Florine walked quickly into the room, and gently lifted the covers from her, and spread old sheets under her that they had put aside for this purpose. She made gentle cooing sounds to Annabelle and told her things were going well. She looked and said she could see the baby’s head.

“I don’t care,” Annabelle said miserably. “I want it to come out…” She let out a scream then, as the baby seemed to move forward for an instant, and then back. Florine ran downstairs to find Gaston, and told him to bring the doctor quickly. But nothing she was seeing alarmed her, it was going well. And she knew from other births she’d seen that it could go on for a long time. The worst was yet to come, and the spot of the baby’s head she saw was no bigger than a small coin.

Annabelle lay in bed crying, as Florine bathed her forehead in lavender-scented cool cloths, and then finally Annabelle wouldn’t even let her do that. She wanted no one to touch her, and she was crying out in pain. It seemed a lifetime before the doctor came.

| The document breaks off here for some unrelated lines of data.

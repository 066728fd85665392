//! Particle cloud driven by coherent noise and audio-derived modulation.

use glam::Vec2;
use noise::{NoiseFn, Perlin};
use rand::{rngs::StdRng, Rng, SeedableRng};

use crate::params::CloudPhysics;
use crate::spectrum::Modulation;

/// One cloud particle
///
/// The two phase offsets only ever increase; the position is re-derived from
/// them every tick. A particle's index in the cloud is its identity.
#[derive(Clone, Copy, Debug, PartialEq)]
pub struct Particle {
    /// Noise phase for the x axis
    pub tx: f32,

    /// Noise phase for the y axis
    pub ty: f32,

    /// Derived position, centered on the origin (world units)
    pub position: Vec2,
}

/// Particle cloud simulation
///
/// Owns all particle state; the renderer only reads positions and links.
pub struct CloudSystem {
    particles: Vec<Particle>,
    perlin: Perlin,
    physics: CloudPhysics,
    last_time_s: f32,
}

impl CloudSystem {
    /// Create a cloud with seeded phase offsets
    ///
    /// Equal seeds produce identical position sequences across runs.
    pub fn new(physics: CloudPhysics) -> Self {
        let mut rng = StdRng::seed_from_u64(physics.phase_seed);
        let particles = (0..physics.particle_count)
            .map(|_| Particle {
                tx: rng.gen_range(0.0..physics.phase_range),
                ty: rng.gen_range(0.0..physics.phase_range),
                position: Vec2::ZERO,
            })
            .collect();

        Self {
            particles,
            perlin: Perlin::new(physics.noise_seed),
            physics,
            last_time_s: 0.0,
        }
    }

    /// Advance the cloud to elapsed time `time_s`
    ///
    /// The step is clamped to `max_step_s`, so a stalled frame nudges the
    /// phases instead of teleporting every particle. Both phase offsets
    /// advance by the same amount per tick; positions are continuous in time
    /// as long as the step stays bounded.
    ///
    /// A non-finite timestamp is rejected before any particle mutates.
    pub fn update(&mut self, time_s: f32, modulation: &Modulation) -> Result<(), String> {
        if !time_s.is_finite() {
            return Err(format!("non-finite timestamp: {}", time_s));
        }

        let dt = (time_s - self.last_time_s).clamp(0.0, self.physics.max_step_s);
        self.last_time_s = time_s;

        let step = modulation.velocity * dt;
        let perlin = &self.perlin;

        for particle in &mut self.particles {
            particle.tx += step;
            particle.ty += step;

            particle.position.x = signed_noise(perlin, particle.tx) * modulation.radius;
            particle.position.y = signed_noise(perlin, particle.ty) * modulation.radius;
        }

        Ok(())
    }

    /// Current particles (index = identity)
    pub fn particles(&self) -> &[Particle] {
        &self.particles
    }

    /// Line segments joining every particle pair closer than the link distance
    pub fn links(&self) -> Vec<(Vec2, Vec2)> {
        let positions: Vec<Vec2> = self.particles.iter().map(|p| p.position).collect();

        link_pairs(&positions, self.physics.link_distance)
            .into_iter()
            .map(|(j, k)| (positions[j], positions[k]))
            .collect()
    }

    /// Restore the initial seeded phases and restart the clock
    pub fn reset(&mut self) {
        *self = Self::new(self.physics.clone());
    }
}

/// Sample signed coherent noise at a scalar phase, in [-1, 1]
fn signed_noise(perlin: &Perlin, phase: f32) -> f32 {
    perlin.get([phase as f64, 0.0]) as f32
}

/// Indices of all unordered position pairs strictly closer than `max_distance`
///
/// A pair at exactly `max_distance` is not linked. O(n²) scan, recomputed
/// per frame; fine at n=300, a spatial hash would be the next step if the
/// count grows.
pub fn link_pairs(positions: &[Vec2], max_distance: f32) -> Vec<(usize, usize)> {
    let max_sq = max_distance * max_distance;
    let mut pairs = Vec::new();

    for j in 0..positions.len() {
        for k in (j + 1)..positions.len() {
            if positions[j].distance_squared(positions[k]) < max_sq {
                pairs.push((j, k));
            }
        }
    }

    pairs
}

#[cfg(test)]
mod tests {
    use super::*;

    fn small_physics() -> CloudPhysics {
        CloudPhysics {
            particle_count: 8,
            ..CloudPhysics::default()
        }
    }

    fn quiet() -> Modulation {
        Modulation {
            radius: 500.0,
            velocity: 0.2,
        }
    }

    #[test]
    fn test_zero_step_is_idempotent() {
        let mut cloud = CloudSystem::new(small_physics());
        let modulation = quiet();

        cloud.update(1.0, &modulation).unwrap();
        let before: Vec<Particle> = cloud.particles().to_vec();

        // Same timestamp again: dt = 0, nothing moves
        cloud.update(1.0, &modulation).unwrap();
        assert_eq!(cloud.particles(), &before[..]);
    }

    #[test]
    fn test_equal_seeds_replay_identically() {
        let mut a = CloudSystem::new(small_physics());
        let mut b = CloudSystem::new(small_physics());
        let modulation = quiet();

        for tick in 1..=20 {
            let t = tick as f32 * 0.05;
            a.update(t, &modulation).unwrap();
            b.update(t, &modulation).unwrap();
        }

        assert_eq!(a.particles(), b.particles());
    }

    #[test]
    fn test_stalled_frame_is_capped() {
        let mut stalled = CloudSystem::new(small_physics());
        let mut steady = CloudSystem::new(small_physics());
        let modulation = quiet();

        stalled.update(0.05, &modulation).unwrap();
        steady.update(0.05, &modulation).unwrap();

        // Both stalls exceed the cap, so both advance by exactly one 0.1s step
        stalled.update(100.0, &modulation).unwrap();
        steady.update(5.0, &modulation).unwrap();

        assert_eq!(stalled.particles(), steady.particles());
    }

    #[test]
    fn test_positions_bounded_by_radius() {
        let mut cloud = CloudSystem::new(CloudPhysics {
            particle_count: 64,
            ..CloudPhysics::default()
        });
        let modulation = quiet();

        for tick in 1..=50 {
            cloud.update(tick as f32 * 0.03, &modulation).unwrap();
            for particle in cloud.particles() {
                assert!(particle.position.x.abs() <= modulation.radius + 1e-3);
                assert!(particle.position.y.abs() <= modulation.radius + 1e-3);
            }
        }
    }

    #[test]
    fn test_non_finite_time_rejected_without_mutation() {
        let mut cloud = CloudSystem::new(small_physics());
        let modulation = quiet();
        cloud.update(0.5, &modulation).unwrap();

        let before: Vec<Particle> = cloud.particles().to_vec();
        assert!(cloud.update(f32::NAN, &modulation).is_err());
        assert!(cloud.update(f32::INFINITY, &modulation).is_err());
        assert_eq!(cloud.particles(), &before[..]);

        // The clock was not advanced by the rejected updates either
        cloud.update(0.5, &modulation).unwrap();
        assert_eq!(cloud.particles(), &before[..]);
    }

    #[test]
    fn test_reset_restores_seeded_state() {
        let mut cloud = CloudSystem::new(small_physics());
        let fresh = CloudSystem::new(small_physics());
        let modulation = quiet();

        for tick in 1..=10 {
            cloud.update(tick as f32 * 0.1, &modulation).unwrap();
        }
        cloud.reset();

        assert_eq!(cloud.particles(), fresh.particles());
    }

    #[test]
    fn test_link_threshold_is_strict() {
        let at_threshold = [Vec2::new(0.0, 0.0), Vec2::new(80.0, 0.0)];
        assert!(link_pairs(&at_threshold, 80.0).is_empty());

        let just_inside = [Vec2::new(0.0, 0.0), Vec2::new(79.999, 0.0)];
        assert_eq!(link_pairs(&just_inside, 80.0), vec![(0, 1)]);
    }

    #[test]
    fn test_link_pairs_counts_unordered_pairs() {
        // Three mutually close points: all three unordered pairs, each once
        let cluster = [
            Vec2::new(0.0, 0.0),
            Vec2::new(10.0, 0.0),
            Vec2::new(0.0, 10.0),
        ];
        assert_eq!(link_pairs(&cluster, 80.0), vec![(0, 1), (0, 2), (1, 2)]);

        // A far-away straggler links to nothing
        let spread = [Vec2::new(0.0, 0.0), Vec2::new(10.0, 0.0), Vec2::new(500.0, 0.0)];
        assert_eq!(link_pairs(&spread, 80.0), vec![(0, 1)]);
    }
}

He had been at another birth, with a woman having twins. He came to Annabelle at two in the afternoon, and nothing had progressed, although the pains were getting worse.

He looked very pleased when he checked her, after he washed his hands. “We’re doing very well,” he said, encouraging his patient, who was screaming with every pain. “I think we’re going to have a baby here by dinnertime.” She looked at him in utter panic, knowing she couldn’t stand another minute of the agony she was in. And finally, as she sobbed miserably, he asked Florine to prop her up on pillows and then brace her feet. Annabelle was fighting them every inch of the way and calling for her mother, and the doctor spoke to her sternly then and told her she must work. The top of the baby’s head was much bigger now, and again and again he told Annabelle to push. She finally fell back on her pillows, too exhausted to do it again, and with that he told her to push even harder than before and not stop. Her face turned beet red as suddenly the top of the baby’s head came through, with a tiny wrinkled face, as Annabelle screamed, and looked down at the child emerging from her womb.

She pushed with all her might, and finally there was a long thin wail in the room, and a tiny face with bright eyes looking at them, as Annabelle laughed and cried, and Florine exclaimed in excitement. The baby lay in a tangle of tiny arms and legs amid the cord, as the doctor cut it, and Florine wrapped the baby in a blanket and handed her to her mother. It was a girl.

“Oh…she’s so beautiful!…” Annabelle said with tears streaming down her cheeks. The tiny little being was perfect, with exquisite little features, graceful limbs, and tiny hands and feet. The doctor had been right, and it was just after six o’clock, which he said was very quick for a first child. Annabelle couldn’t stop looking at her, and talking to her as the doctor finished his work. Florine would clean Annabelle up later, and for now they covered her with a blanket. And with infinite tenderness, Annabelle put the baby to her breast, with perfect maternal instinct. The tiny angel in her arms was the only relative she had in the world, and had been worth every instant of pain, which seemed insignificant now.

“What are you going to call her?” the doctor asked her, smiling at them, sorry for her that she was a widow, but at least she had this child.

“Consuelo,” Annabelle said softly, “after my mother,” and then she gently bent down and kissed the top of her daughter’s head.

Chapter 19

T
he baby was perfect in every way. She was healthy, happy, easy for her mother to manage. She was like a little angel fallen to earth that had landed in her mother’s arms. Annabelle had never expected to love this baby so much. Any ties to the father who had spawned her vanished at the moment of her birth. She belonged to Annabelle and no one else.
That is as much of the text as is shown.